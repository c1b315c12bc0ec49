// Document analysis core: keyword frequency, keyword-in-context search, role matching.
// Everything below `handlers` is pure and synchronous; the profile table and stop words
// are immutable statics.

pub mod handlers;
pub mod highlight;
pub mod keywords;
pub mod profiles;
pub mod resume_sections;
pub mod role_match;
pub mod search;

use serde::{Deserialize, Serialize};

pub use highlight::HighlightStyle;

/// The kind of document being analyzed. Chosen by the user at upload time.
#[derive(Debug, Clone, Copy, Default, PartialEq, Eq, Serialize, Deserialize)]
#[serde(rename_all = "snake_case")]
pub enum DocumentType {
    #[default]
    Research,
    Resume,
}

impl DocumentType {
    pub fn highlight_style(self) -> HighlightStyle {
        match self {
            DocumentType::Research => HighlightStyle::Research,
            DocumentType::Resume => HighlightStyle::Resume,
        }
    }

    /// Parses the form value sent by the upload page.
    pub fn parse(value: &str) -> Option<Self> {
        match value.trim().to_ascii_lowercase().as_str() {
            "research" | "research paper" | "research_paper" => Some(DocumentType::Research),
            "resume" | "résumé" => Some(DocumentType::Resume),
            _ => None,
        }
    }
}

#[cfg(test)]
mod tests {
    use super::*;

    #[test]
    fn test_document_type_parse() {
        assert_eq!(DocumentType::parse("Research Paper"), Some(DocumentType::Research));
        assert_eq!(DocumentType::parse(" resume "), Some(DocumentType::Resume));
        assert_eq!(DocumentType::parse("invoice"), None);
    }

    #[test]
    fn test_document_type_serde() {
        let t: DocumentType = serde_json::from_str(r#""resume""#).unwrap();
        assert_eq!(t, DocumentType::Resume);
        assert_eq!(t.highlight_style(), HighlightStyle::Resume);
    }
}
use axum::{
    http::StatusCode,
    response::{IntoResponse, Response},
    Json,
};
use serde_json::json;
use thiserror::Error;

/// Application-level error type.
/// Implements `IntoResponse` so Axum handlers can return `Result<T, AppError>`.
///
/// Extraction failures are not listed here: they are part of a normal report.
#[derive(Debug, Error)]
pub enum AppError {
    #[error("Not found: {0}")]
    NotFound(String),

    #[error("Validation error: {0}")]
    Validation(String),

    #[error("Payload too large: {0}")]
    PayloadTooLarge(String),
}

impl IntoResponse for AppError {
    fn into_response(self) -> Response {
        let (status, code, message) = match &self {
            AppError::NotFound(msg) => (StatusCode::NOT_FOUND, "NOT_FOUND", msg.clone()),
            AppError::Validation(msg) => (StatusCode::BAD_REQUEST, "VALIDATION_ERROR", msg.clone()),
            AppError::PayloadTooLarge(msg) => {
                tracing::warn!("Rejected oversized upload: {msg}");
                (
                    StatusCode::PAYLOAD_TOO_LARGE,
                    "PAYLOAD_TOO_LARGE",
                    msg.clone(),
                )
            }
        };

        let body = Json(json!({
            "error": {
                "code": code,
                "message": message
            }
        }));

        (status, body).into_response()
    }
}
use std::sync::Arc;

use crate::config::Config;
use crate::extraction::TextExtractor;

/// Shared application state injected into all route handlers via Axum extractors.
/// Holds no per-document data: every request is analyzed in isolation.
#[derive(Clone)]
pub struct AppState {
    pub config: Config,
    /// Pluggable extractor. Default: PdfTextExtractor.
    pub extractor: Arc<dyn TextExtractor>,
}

════════════════════

Task objective:
What lines in the entries above hold "Research"? Copy every one.

Reply:
    Research,
            DocumentType::Research => HighlightStyle::Research,
            "research" | "research paper" | "research_paper" => Some(DocumentType::Research),
        assert_eq!(DocumentType::parse("Research Paper"), Some(DocumentType::Research));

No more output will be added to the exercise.